A VITÓRIA DE TRUMP E A PERPLEXIDADE GENERALIZADA

Por Maria Clara Lucchetti Bingemer


Há alguns dias, sentia-se um nervosismo no ar.  O medo imperava diante da perspectiva de que apesar de todos os pesares, mesmo com o triunfo visível de Hillary Clinton no último debate, Donald Trump poderia ganhar as eleições presidenciais dos Estados Unidos. Apareceram novos e-mails da ex-secretária de Estado, Trump fez novas e bombásticas declarações e...na madrugada do dia 8 para 9 de novembro, já se conhecia o resultado.  Donald Trump era o novo presidente dos EUA.

Em meio à perplexidade generalizada, a gama das reações passava por várias modulações.  Houve os que se indignavam e levantavam suspeitas de fraude; os que foram para as ruas gritar, reclamar e declarar que não aceitavam a sinistra figura de Trump como seu president; outros utilizavam as estatísticas para mostrar que, na verdade, a senadora Clinton ganhara – embora por mínima diferença -  no voto popular.  A imensa abstenção de quase 50% do eleitorado estadunidense terminara por dar a vitória ao candidato republicano.

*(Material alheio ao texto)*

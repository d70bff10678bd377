//! Core business logic for token inspection.
//!
//! This module contains the domain logic separated from CLI concerns.
//! All types and functions here are testable without the CLI layer.

pub mod decoder;
pub mod input;
pub mod key;
pub mod options;
pub mod validator;
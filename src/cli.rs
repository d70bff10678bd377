//! CLI argument definitions for jotty.
//!
//! Uses `clap` derive macros to define the command-line interface.
//! Values are validated while parsing, and the validation flags are
//! turned into a [`ValidationConfig`] by explicit field assignment.
//!
//! # Security
//!
//! `Cli` implements a custom `Debug` that redacts the inline token to
//! prevent accidental leakage through debug formatting or logging.

use std::fmt;
use std::path::PathBuf;
use std::str::FromStr;
use std::time::Duration;

use clap::Parser;
use jsonwebtoken::Algorithm;

use crate::core::decoder::PaddingRule;
use crate::core::input::{STDIN_MARKER, TokenSource};
use crate::core::options::{ValidationConfig, dedup_methods};
use crate::display::report::Sections;
use crate::error::JottyError;

/// Inspect a JSON Web Token: decode its header, payload, and signature,
/// and optionally validate it against a key and a set of claim rules.
#[derive(Parser)]
#[command(name = "jotty")]
#[command(version, about, long_about = None)]
pub struct Cli {
    /// The token to inspect. If omitted, reads from --file.
    pub token: Option<String>,

    /// Read the token from a file, or from stdin with "-".
    #[arg(short, long, value_name = "FILE", default_value = STDIN_MARKER)]
    pub file: PathBuf,

    /// Do not print the header.
    #[arg(long)]
    pub no_header: bool,

    /// Do not print the payload.
    #[arg(long)]
    pub no_payload: bool,

    /// Do not print the signature.
    #[arg(long)]
    pub no_signature: bool,

    /// Require the `aud` claim to match this value.
    #[arg(long, value_name = "AUD")]
    pub with_audience: Option<String>,

    /// Require the `exp` claim to be present.
    #[arg(long)]
    pub with_expiration: bool,

    /// Reject tokens whose `iat` claim lies in the future.
    #[arg(long)]
    pub with_issued_at: bool,

    /// Require the `iss` claim to match this value.
    #[arg(long, value_name = "ISS")]
    pub with_issuer: Option<String>,

    /// Keep claim numbers exact instead of converting them to floats.
    #[arg(long)]
    pub with_json_number: bool,

    /// Clock-skew tolerance for time-based claims, e.g. "30s" or "1m30s".
    #[arg(long, value_name = "DURATION", default_value = "0", value_parser = parse_duration)]
    pub with_leeway: Duration,

    /// Accept padded base64url segments during validation.
    #[arg(long)]
    pub with_padding_allowed: bool,

    /// Require canonical base64url encoding during validation.
    #[arg(long)]
    pub with_strict_decoding: bool,

    /// Require the `sub` claim to match this value.
    #[arg(long, value_name = "SUB")]
    pub with_subject: Option<String>,

    /// Accepted signing methods. Repeat the flag or separate with commas.
    #[arg(long, value_name = "ALG", value_delimiter = ',', value_parser = parse_algorithm)]
    pub with_valid_methods: Vec<Algorithm>,

    /// Verification key: an HMAC secret or a PEM-encoded public key.
    #[arg(long, value_name = "FILE")]
    pub key_file: Option<PathBuf>,

    /// Output raw JSON without colors (machine-readable).
    #[arg(long)]
    pub json: bool,

    /// Pad segments to a multiple of four instead of appending `len % 4` characters.
    #[arg(long)]
    pub standard_padding: bool,

    /// Log filter directive for diagnostics on stderr. `RUST_LOG` wins when set.
    #[arg(long, value_name = "FILTER", default_value = "warn")]
    pub log_level: String,
}

impl Cli {
    pub fn token_source(&self) -> TokenSource {
        TokenSource::resolve(self.token.as_deref(), &self.file)
    }

    pub fn padding_rule(&self) -> PaddingRule {
        if self.standard_padding {
            PaddingRule::Standard
        } else {
            PaddingRule::Legacy
        }
    }

    pub fn sections(&self) -> Sections {
        Sections {
            header: !self.no_header,
            payload: !self.no_payload,
            signature: !self.no_signature,
        }
    }
}

impl From<&Cli> for ValidationConfig {
    fn from(cli: &Cli) -> Self {
        Self {
            audience: non_empty(cli.with_audience.as_deref()),
            require_expiration: cli.with_expiration,
            require_issued_at: cli.with_issued_at,
            issuer: non_empty(cli.with_issuer.as_deref()),
            json_numbers: cli.with_json_number,
            leeway: cli.with_leeway,
            allow_padding: cli.with_padding_allowed,
            strict_decoding: cli.with_strict_decoding,
            subject: non_empty(cli.with_subject.as_deref()),
            valid_methods: dedup_methods(cli.with_valid_methods.iter().copied()),
            key_file: cli
                .key_file
                .clone()
                .filter(|path| !path.as_os_str().is_empty()),
        }
    }
}

fn non_empty(value: Option<&str>) -> Option<String> {
    value.filter(|v| !v.is_empty()).map(str::to_string)
}

/// Custom `Debug` that redacts the inline token.
impl fmt::Debug for Cli {
    fn fmt(&self, f: &mut fmt::Formatter<'_>) -> fmt::Result {
        f.debug_struct("Cli")
            .field("token", &self.token.as_ref().map(|_| "[REDACTED]"))
            .field("file", &self.file)
            .field("no_header", &self.no_header)
            .field("no_payload", &self.no_payload)
            .field("no_signature", &self.no_signature)
            .field("with_audience", &self.with_audience)
            .field("with_expiration", &self.with_expiration)
            .field("with_issued_at", &self.with_issued_at)
            .field("with_issuer", &self.with_issuer)
            .field("with_json_number", &self.with_json_number)
            .field("with_leeway", &self.with_leeway)
            .field("with_padding_allowed", &self.with_padding_allowed)
            .field("with_strict_decoding", &self.with_strict_decoding)
            .field("with_subject", &self.with_subject)
            .field("with_valid_methods", &self.with_valid_methods)
            .field("key_file", &self.key_file)
            .field("json", &self.json)
            .field("standard_padding", &self.standard_padding)
            .field("log_level", &self.log_level)
            .finish()
    }
}

/// Parse a signing method name such as `HS256` or `EdDSA`.
fn parse_algorithm(name: &str) -> Result<Algorithm, JottyError> {
    Algorithm::from_str(name.trim()).map_err(|_| JottyError::UnsupportedAlgorithm {
        algorithm: name.to_string(),
    })
}

/// Parse a duration such as `300ms`, `1.5h`, or `2h45m`.
///
/// A duration is a sequence of decimal numbers, each with a unit suffix
/// (`ns`, `us`, `µs`, `ms`, `s`, `m`, `h`). A bare `0` is also accepted.
pub fn parse_duration(expression: &str) -> Result<Duration, JottyError> {
    let fail = |reason: String| JottyError::InvalidDuration {
        expression: expression.to_string(),
        reason,
    };

    let text = expression.trim();
    if text == "0" {
        return Ok(Duration::ZERO);
    }
    if text.is_empty() {
        return Err(fail("empty duration".to_string()));
    }
    if text.starts_with('-') {
        return Err(fail("duration must not be negative".to_string()));
    }

    let mut rest = text.strip_prefix('+').unwrap_or(text);
    let mut total_nanos: u128 = 0;

    while !rest.is_empty() {
        let number_end = rest
            .find(|c: char| !(c.is_ascii_digit() || c == '.'))
            .unwrap_or(rest.len());
        let (number, after) = rest.split_at(number_end);
        if number.is_empty() {
            return Err(fail(format!("expected a number before '{after}'")));
        }

        let unit_end = after
            .find(|c: char| c.is_ascii_digit() || c == '.')
            .unwrap_or(after.len());
        let (unit, remainder) = after.split_at(unit_end);
        let unit_nanos: u128 = match unit {
            "ns" => 1,
            "us" | "µs" | "μs" => 1_000,
            "ms" => 1_000_000,
            "s" => 1_000_000_000,
            "m" => 60_000_000_000,
            "h" => 3_600_000_000_000,
            "" => return Err(fail(format!("missing unit after '{number}'"))),
            other => return Err(fail(format!("unknown unit '{other}'"))),
        };

        let nanos = scaled_nanos(number, unit_nanos)
            .ok_or_else(|| fail(format!("invalid number '{number}'")))?;
        total_nanos = total_nanos
            .checked_add(nanos)
            .ok_or_else(|| fail("duration is too large".to_string()))?;
        rest = remainder;
    }

    let secs = u64::try_from(total_nanos / 1_000_000_000)
        .map_err(|_| fail("duration is too large".to_string()))?;
    // The remainder is below one billion and always fits.
    let subsec = (total_nanos % 1_000_000_000) as u32;
    Ok(Duration::new(secs, subsec))
}

/// Multiply a decimal string by `unit_nanos` without going through floats.
fn scaled_nanos(number: &str, unit_nanos: u128) -> Option<u128> {
    let (whole, fraction) = number.split_once('.').unwrap_or((number, ""));
    if whole.is_empty() && fraction.is_empty() {
        return None;
    }
    if fraction.contains('.') {
        return None;
    }

    let whole: u128 = if whole.is_empty() { 0 } else { whole.parse().ok()? };
    let mut nanos = whole.checked_mul(unit_nanos)?;

    if !fraction.is_empty() {
        // Digits beyond nanosecond precision of the largest unit are dropped.
        let digits = &fraction[..fraction.len().min(18)];
        let value: u128 = digits.parse().ok()?;
        let scale = 10u128.pow(u32::try_from(digits.len()).ok()?);
        nanos = nanos.checked_add(value.checked_mul(unit_nanos)? / scale)?;
    }
    Some(nanos)
}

Nada disso adianta agora.  E o grande irmão do Norte ainda está digerindo lentamente a imensa tragédia que lhe aconteceu: a vitória de um candidato despreparado, conservador, sectário e que declara, sem pudor nem vergonha, que pretende deportar oito milhões de migrantes, construir um muro entre o México e os EUA e mandar a conta para os mexicanos etc.

De nada serve chorar sobre leite derramado.  A indubitável democracia estadunidense encarregou-se de dar início aos rituais de transição.  O presidente Obama já recebeu seu sucessor na Casa Branca, de forma a assegurar que os princípios democráticos não sejam agredidos e os resultados das eleições respeitados.

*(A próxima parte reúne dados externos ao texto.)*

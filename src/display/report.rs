//! Inspection report rendering.
//!
//! Produces either the human-readable section layout or a single JSON
//! document for a decoded token and its verdict.

use serde_json::{Map, Value, json};

use crate::core::decoder::Token;
use crate::core::validator::Verdict;
use crate::display::json_printer::render_json;
use crate::error::replace_control_chars;

/// Which token sections to include in the report.
#[derive(Debug, Clone, Copy, PartialEq, Eq)]
pub struct Sections {
    pub header: bool,
    pub payload: bool,
    pub signature: bool,
}

impl Default for Sections {
    fn default() -> Self {
        Self {
            header: true,
            payload: true,
            signature: true,
        }
    }
}

/// Render the human-readable report.
pub fn render_human(token: &Token, verdict: &Verdict, sections: Sections, use_color: bool) -> String {
    let mut blocks = Vec::new();

    if sections.header {
        let header = Value::Object(token.header.clone());
        blocks.push(format!("--- Header ---\n{}", render_json(&header, use_color)));
    }
    if sections.payload {
        let payload = Value::Object(token.payload.clone());
        blocks.push(format!("--- Payload ---\n{}", render_json(&payload, use_color)));
    }
    if sections.signature {
        let signature = replace_control_chars(&token.signature);
        blocks.push(format!("--- Signature ---\n{signature}"));
    }
    blocks.push(format!("Verification: {}", describe_verdict(verdict)));

    let mut report = blocks.join("\n\n");
    report.push('\n');
    report
}

/// Render the machine-readable report.
pub fn render_machine(token: &Token, verdict: &Verdict, sections: Sections) -> Value {
    let mut report = Map::new();

    if sections.header {
        report.insert("header".to_string(), Value::Object(token.header.clone()));
    }
    if sections.payload {
        report.insert("payload".to_string(), Value::Object(token.payload.clone()));
    }
    if sections.signature {
        report.insert("signature".to_string(), Value::String(token.signature.clone()));
    }

    let verification = match verdict {
        Verdict::Valid { claims } => json!({"status": verdict.status(), "claims": claims}),
        Verdict::Invalid { reason } => json!({"status": verdict.status(), "reason": reason}),
        Verdict::Unverifiable => json!({"status": verdict.status()}),
    };
    report.insert("verification".to_string(), verification);

    Value::Object(report)
}

fn describe_verdict(verdict: &Verdict) -> String {
    match verdict {
        Verdict::Valid { .. } => "valid".to_string(),
        Verdict::Invalid { reason } => format!("invalid ({reason})"),
        Verdict::Unverifiable => "unverifiable (no key file given)".to_string(),
    }
}
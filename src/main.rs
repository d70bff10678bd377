//! jotty: an offline CLI for inspecting and validating JWTs.
//!
//! Entry point for the application. Parses CLI arguments, installs the
//! diagnostics subscriber, and delegates to the inspection handler.

#![forbid(unsafe_code)]

mod cli;
mod commands;
mod core;
mod display;
mod error;

use std::process::ExitCode;

use anyhow::Result;
use clap::Parser;
use tracing_subscriber::EnvFilter;

use cli::Cli;
use error::JottyError;

fn main() -> ExitCode {
    match run() {
        Ok(code) => code,
        Err(e) => {
            eprintln!("Error: {e:#}");
            ExitCode::FAILURE
        }
    }
}

/// Parse CLI arguments and run the inspection.
///
/// Returns `ExitCode` so the caller can exit without `process::exit`,
/// allowing all destructors (including `Zeroizing`) to run.
fn run() -> Result<ExitCode> {
    let cli = Cli::parse();
    init_tracing(&cli.log_level)?;
    tracing::debug!(?cli, "parsed arguments");

    let verdict = commands::inspect::execute(&cli)?;
    Ok(if verdict.is_invalid() {
        ExitCode::FAILURE
    } else {
        ExitCode::SUCCESS
    })
}

/// Install a compact stderr subscriber. `RUST_LOG` overrides `--log-level`.
fn init_tracing(level: &str) -> Result<(), JottyError> {
    let filter = match EnvFilter::try_from_default_env() {
        Ok(filter) => filter,
        Err(_) => EnvFilter::try_new(level).map_err(|e| JottyError::LogFilter {
            reason: e.to_string(),
        })?,
    };

    tracing_subscriber::fmt()
        .with_env_filter(filter)
        .with_writer(std::io::stderr)
        .with_ansi(false)
        .compact()
        .init();
    Ok(())
}
//! Verification key loading.
//!
//! An unconfigured key is represented as `None`, never as placeholder
//! bytes, so nothing downstream can mistake "no key" for key material.

use std::fmt;
use std::path::Path;

use tracing::debug;
use zeroize::Zeroizing;

use crate::error::JottyError;

/// Raw bytes of a verification key file (an HMAC secret or a PEM key).
///
/// The buffer is zeroized on drop and redacted in `Debug` output.
pub struct KeyMaterial(Zeroizing<Vec<u8>>);

impl KeyMaterial {
    pub fn new(bytes: Vec<u8>) -> Self {
        Self(Zeroizing::new(bytes))
    }

    pub fn as_bytes(&self) -> &[u8] {
        &self.0
    }
}

impl fmt::Debug for KeyMaterial {
    fn fmt(&self, f: &mut fmt::Formatter<'_>) -> fmt::Result {
        f.debug_tuple("KeyMaterial").field(&"[REDACTED]").finish()
    }
}

/// Load the key at `path`, if one was configured.
///
/// Returns `Ok(None)` without touching the filesystem when `path` is
/// `None` or empty.
///
/// # Errors
///
/// Returns [`JottyError::KeyFileUnreadable`] if the file cannot be
/// opened or read.
pub fn resolve_key(path: Option<&Path>) -> Result<Option<KeyMaterial>, JottyError> {
    let Some(path) = path.filter(|p| !p.as_os_str().is_empty()) else {
        debug!("no key file configured");
        return Ok(None);
    };

    debug!(path = %path.display(), "reading key file");
    let bytes = std::fs::read(path).map_err(|source| JottyError::KeyFileUnreadable {
        path: path.to_path_buf(),
        source,
    })?;

    Ok(Some(KeyMaterial::new(bytes)))
}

Mas o mundo treme de medo.  O que acontece nos Estados Unidos repercute em todas as latitudes. E enquanto alguns temem sérios revezes em seus sistemas econômicos, outros preveem novos surtos de violência, invasões e bombardeios por parte de um país que desde a Segunda Guerra Mundial não passou um só dia sem envolvimento em alguma guerra.

Trump triunfou apoiado sobre o descontentamento de uma classe média branca revoltada por pagar impostos altos e temerosa de ver os imigrantes latinos crescerem além do previsto.  Ocupou o espaço daqueles que alimentam sentimentos nostálgicos em relação ao passado do país com maior prosperidade e sem tantas minorias pretendendo ascender e tomar parte nos privilégios que deveriam pertencer apenas a alguns.

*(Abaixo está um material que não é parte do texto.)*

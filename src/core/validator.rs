//! Token signature and claim validation.
//!
//! A [`Parser`] is built by folding the compiled [`ValidationOption`]s in
//! order. Segments are decoded under the padding and strictness options,
//! the signature is checked over the token text exactly as received, and
//! the standard claim checks are delegated to `jsonwebtoken`. The
//! algorithm is taken from the token header and the key bytes are
//! interpreted for that algorithm's family.

use std::fmt;
use std::time::Duration;

use base64::Engine;
use base64::alphabet;
use base64::engine::general_purpose::URL_SAFE_NO_PAD;
use base64::engine::{DecodePaddingMode, GeneralPurpose, GeneralPurposeConfig};
use jsonwebtoken::errors::{Error as JwtError, ErrorKind};
use jsonwebtoken::{Algorithm, DecodingKey, Header, Validation, crypto, decode};
use serde_json::{Map, Number, Value};
use tracing::debug;

use crate::core::key::KeyMaterial;
use crate::core::options::ValidationOption;
use crate::error::{JottyError, sanitize_for_display};

const SEGMENT_NAMES: [&str; 3] = ["header", "payload", "signature"];

/// The result of a validation attempt.
#[derive(Clone, PartialEq)]
pub enum Verdict {
    /// The signature and all requested claim checks passed.
    Valid {
        /// The verified claims, with numbers shaped by the number mode.
        claims: Map<String, Value>,
    },
    /// The token failed a signature, encoding, or claim check.
    Invalid {
        /// Human-readable reason for the failure.
        reason: String,
    },
    /// No key was configured, so nothing could be checked.
    Unverifiable,
}

impl Verdict {
    fn invalid(reason: impl Into<String>) -> Self {
        Self::Invalid {
            reason: reason.into(),
        }
    }

    /// Short status word used in output.
    pub fn status(&self) -> &'static str {
        match self {
            Self::Valid { .. } => "valid",
            Self::Invalid { .. } => "invalid",
            Self::Unverifiable => "unverifiable",
        }
    }

    pub fn is_invalid(&self) -> bool {
        matches!(self, Self::Invalid { .. })
    }
}

/// Custom `Debug` that redacts verified claims.
impl fmt::Debug for Verdict {
    fn fmt(&self, f: &mut fmt::Formatter<'_>) -> fmt::Result {
        match self {
            Self::Valid { .. } => f
                .debug_struct("Valid")
                .field("claims", &"[REDACTED]")
                .finish(),
            Self::Invalid { reason } => f.debug_struct("Invalid").field("reason", reason).finish(),
            Self::Unverifiable => f.write_str("Unverifiable"),
        }
    }
}

/// Validation settings accumulated from an option list.
#[derive(Debug, Clone, Default, PartialEq, Eq)]
pub struct Parser {
    audience: Option<String>,
    issuer: Option<String>,
    subject: Option<String>,
    require_expiration: bool,
    verify_issued_at: bool,
    exact_numbers: bool,
    leeway: Duration,
    allow_padding: bool,
    strict_decoding: bool,
    valid_methods: Option<Vec<Algorithm>>,
}

impl Parser {
    /// Build a parser by applying `options` in order. Later options
    /// of the same kind replace earlier ones.
    pub fn new(options: &[ValidationOption]) -> Self {
        let mut parser = Self::default();
        for option in options {
            parser.apply(option);
        }
        parser
    }

    fn apply(&mut self, option: &ValidationOption) {
        match option {
            ValidationOption::Audience(aud) => self.audience = Some(aud.clone()),
            ValidationOption::ExpirationRequired => self.require_expiration = true,
            ValidationOption::IssuedAt => self.verify_issued_at = true,
            ValidationOption::Issuer(iss) => self.issuer = Some(iss.clone()),
            ValidationOption::JsonNumber => self.exact_numbers = true,
            ValidationOption::Leeway(leeway) => self.leeway = *leeway,
            ValidationOption::PaddingAllowed => self.allow_padding = true,
            ValidationOption::StrictDecoding => self.strict_decoding = true,
            ValidationOption::Subject(sub) => self.subject = Some(sub.clone()),
            ValidationOption::ValidMethods(methods) => self.valid_methods = Some(methods.clone()),
        }
    }

    /// Validate `token` against `key`.
    ///
    /// Check failures are reported as [`Verdict::Invalid`]; only problems
    /// with the key itself are returned as errors.
    ///
    /// # Errors
    ///
    /// Returns [`JottyError::MalformedToken`] if the token does not have
    /// three segments, or [`JottyError::InvalidKeyMaterial`] if the key
    /// cannot be parsed for the token's algorithm.
    pub fn verify(&self, token: &str, key: &KeyMaterial) -> Result<Verdict, JottyError> {
        let parts: Vec<&str> = token.split('.').collect();
        let [header_text, payload_text, signature_text] = parts.as_slice() else {
            return Err(JottyError::MalformedToken {
                token: sanitize_for_display(token),
            });
        };

        let [header_bytes, payload_bytes, signature_bytes] =
            match self.decode_segments([*header_text, *payload_text, *signature_text]) {
                Ok(segments) => segments,
                Err(verdict) => return Ok(verdict),
            };

        let header: Header = match serde_json::from_slice(&header_bytes) {
            Ok(header) => header,
            Err(e) => {
                return Ok(Verdict::invalid(format!(
                    "token header is not usable: {}",
                    sanitize_for_display(&e.to_string())
                )));
            }
        };
        let algorithm = header.alg;
        debug!(?algorithm, "verifying token");

        if let Some(methods) = &self.valid_methods
            && !methods.contains(&algorithm)
        {
            return Ok(Verdict::invalid(format!(
                "signing method {algorithm:?} is not accepted"
            )));
        }

        let decoding_key = decoding_key_for(algorithm, key)?;

        // The signing input is the text as received, padding included.
        let message = &token[..header_text.len() + 1 + payload_text.len()];
        let signature = URL_SAFE_NO_PAD.encode(&signature_bytes);
        match crypto::verify(&signature, message.as_bytes(), &decoding_key, algorithm) {
            Ok(true) => {}
            Ok(false) => {
                return Ok(Verdict::invalid(describe_error(&ErrorKind::InvalidSignature)));
            }
            Err(e) => return reject(algorithm, &e),
        }

        // Claims are checked on a canonical rewrite of the decoded bytes.
        let canonical = format!(
            "{}.{}.",
            URL_SAFE_NO_PAD.encode(&header_bytes),
            URL_SAFE_NO_PAD.encode(&payload_bytes)
        );
        let validation = self.validation_for(algorithm);
        let claims = match decode::<Map<String, Value>>(&canonical, &decoding_key, &validation) {
            Ok(data) => data.claims,
            Err(e) => return reject(algorithm, &e),
        };

        if self.verify_issued_at {
            let now = chrono::Utc::now().timestamp();
            if let Err(reason) = check_issued_at(&claims, now, self.leeway) {
                return Ok(Verdict::invalid(reason));
            }
        }

        let claims = if self.exact_numbers {
            claims
        } else {
            claims
                .into_iter()
                .map(|(name, value)| (name, to_float_numbers(value)))
                .collect()
        };

        Ok(Verdict::Valid { claims })
    }

    /// Decode all three segments under the padding and strictness options.
    fn decode_segments(&self, segments: [&str; 3]) -> Result<[Vec<u8>; 3], Verdict> {
        let engine = self.segment_engine();
        let mut decoded: [Vec<u8>; 3] = Default::default();
        for ((segment, name), out) in segments.into_iter().zip(SEGMENT_NAMES).zip(&mut decoded) {
            if segment.ends_with('=') && !self.allow_padding {
                return Err(Verdict::invalid(format!(
                    "{name} segment is padded and padding is not allowed"
                )));
            }
            *out = engine.decode(segment).map_err(|e| {
                let form = if self.strict_decoding { "canonical " } else { "" };
                Verdict::invalid(format!("{name} segment is not {form}base64url: {e}"))
            })?;
        }
        Ok(decoded)
    }

    /// URL-safe engine for the configured options.
    ///
    /// Padding, when allowed, may be present or absent but must be correct
    /// if present. Non-zero trailing bits are rejected only in strict mode.
    fn segment_engine(&self) -> GeneralPurpose {
        let padding = if self.allow_padding {
            DecodePaddingMode::Indifferent
        } else {
            DecodePaddingMode::RequireNone
        };
        GeneralPurpose::new(
            &alphabet::URL_SAFE,
            GeneralPurposeConfig::new()
                .with_decode_allow_trailing_bits(!self.strict_decoding)
                .with_decode_padding_mode(padding),
        )
    }

    fn validation_for(&self, algorithm: Algorithm) -> Validation {
        let mut validation = Validation::new(algorithm);
        // Checked separately over the received text.
        validation.insecure_disable_signature_validation();
        validation.leeway = whole_seconds(self.leeway);
        validation.validate_exp = true;
        validation.validate_nbf = true;

        let mut required = Vec::new();
        if self.require_expiration {
            required.push("exp");
        }
        if self.audience.is_some() {
            required.push("aud");
        }
        if self.issuer.is_some() {
            required.push("iss");
        }
        if self.subject.is_some() {
            required.push("sub");
        }
        validation.set_required_spec_claims(&required);

        validation.validate_aud = self.audience.is_some();
        if let Some(audience) = &self.audience {
            validation.set_audience(&[audience]);
        }
        if let Some(issuer) = &self.issuer {
            validation.set_issuer(&[issuer]);
        }
        validation.sub.clone_from(&self.subject);
        validation
    }
}

/// Split a `jsonwebtoken` failure into a key error or an invalid verdict.
fn reject(algorithm: Algorithm, error: &JwtError) -> Result<Verdict, JottyError> {
    match error.kind() {
        ErrorKind::InvalidKeyFormat | ErrorKind::InvalidRsaKey(_) | ErrorKind::InvalidEcdsaKey => {
            Err(JottyError::InvalidKeyMaterial {
                algorithm: format!("{algorithm:?}"),
                reason: describe_error(error.kind()),
            })
        }
        kind => Ok(Verdict::invalid(describe_error(kind))),
    }
}

/// Interpret key bytes according to the algorithm family.
fn decoding_key_for(algorithm: Algorithm, key: &KeyMaterial) -> Result<DecodingKey, JottyError> {
    let bytes = key.as_bytes();
    let parsed = match algorithm {
        Algorithm::HS256 | Algorithm::HS384 | Algorithm::HS512 => {
            return Ok(DecodingKey::from_secret(bytes));
        }
        Algorithm::RS256
        | Algorithm::RS384
        | Algorithm::RS512
        | Algorithm::PS256
        | Algorithm::PS384
        | Algorithm::PS512 => DecodingKey::from_rsa_pem(bytes),
        Algorithm::ES256 | Algorithm::ES384 => DecodingKey::from_ec_pem(bytes),
        Algorithm::EdDSA => DecodingKey::from_ed_pem(bytes),
    };

    parsed.map_err(|e| JottyError::InvalidKeyMaterial {
        algorithm: format!("{algorithm:?}"),
        reason: describe_error(e.kind()),
    })
}

/// Reject an `iat` claim later than `now` plus `leeway`.
fn check_issued_at(claims: &Map<String, Value>, now: i64, leeway: Duration) -> Result<(), String> {
    let Some(iat) = claims.get("iat") else {
        return Ok(());
    };
    let Some(iat) = iat.as_f64() else {
        return Err("claim 'iat' is not a number".to_string());
    };

    #[allow(clippy::cast_precision_loss)]
    let latest = now as f64 + leeway.as_secs_f64();
    if iat > latest {
        return Err("token used before issued".to_string());
    }
    Ok(())
}

/// Round a leeway up to whole seconds.
fn whole_seconds(leeway: Duration) -> u64 {
    leeway.as_secs() + u64::from(leeway.subsec_nanos() > 0)
}

/// Recursively convert every JSON number to an `f64`.
fn to_float_numbers(value: Value) -> Value {
    match value {
        Value::Number(n) => n
            .as_f64()
            .and_then(Number::from_f64)
            .map_or(Value::Number(n), Value::Number),
        Value::Array(items) => Value::Array(items.into_iter().map(to_float_numbers).collect()),
        Value::Object(map) => Value::Object(
            map.into_iter()
                .map(|(name, value)| (name, to_float_numbers(value)))
                .collect(),
        ),
        other => other,
    }
}

/// Map a `jsonwebtoken` error to a short reason that leaks no internals.
fn describe_error(kind: &ErrorKind) -> String {
    match kind {
        ErrorKind::InvalidSignature => "signature does not match the key".to_string(),
        ErrorKind::ExpiredSignature => "token is expired".to_string(),
        ErrorKind::ImmatureSignature => "token is not valid yet".to_string(),
        ErrorKind::InvalidAudience => "audience does not match".to_string(),
        ErrorKind::InvalidIssuer => "issuer does not match".to_string(),
        ErrorKind::InvalidSubject => "subject does not match".to_string(),
        ErrorKind::MissingRequiredClaim(claim) => format!("required claim '{claim}' is missing"),
        ErrorKind::InvalidAlgorithm => "algorithm mismatch between token and key".to_string(),
        ErrorKind::InvalidAlgorithmName => "unknown algorithm name".to_string(),
        ErrorKind::MissingAlgorithm => "no algorithm to validate with".to_string(),
        ErrorKind::InvalidToken => "token is malformed".to_string(),
        ErrorKind::Base64(e) => format!("invalid base64url: {e}"),
        ErrorKind::Json(e) => format!("invalid JSON: {e}"),
        ErrorKind::Utf8(_) => "token is not valid UTF-8".to_string(),
        ErrorKind::InvalidKeyFormat => "key is not in a supported format".to_string(),
        ErrorKind::InvalidRsaKey(_) => "key is not a valid RSA key".to_string(),
        ErrorKind::InvalidEcdsaKey => "key is not a valid ECDSA key".to_string(),
        _ => "verification failed".to_string(),
    }
}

O slogan de campanha de Trump, “Make America great again” (Fazer a America grande novamente), é bastante expressivo dessa mentalidade que deseja voltar aos anos dourados, quando a riqueza estadunidense era exposta na cara de um mundo que, maravilhado, aplaudia, invejava e imitava.

Hoje, maior consciência da responsabilidade do Norte em relação ao Sul introduziu um diferencial nesta hegemônica legitimação de uma prosperidade considerada de direito por ser de fato.  Os movimentos sociais dentro do próprio país trouxeram para a frente da cena os afrodescendentes, os chicanos e os latinos de todas as proveniências.  O futuro da grande nação do Norte passou a vislumbrar-se mestiço e marrom, tendo as peles brancas e leitosas, que se tornam vermelhas como lagostas ao menor raio de sol, passado a escassear no panorama.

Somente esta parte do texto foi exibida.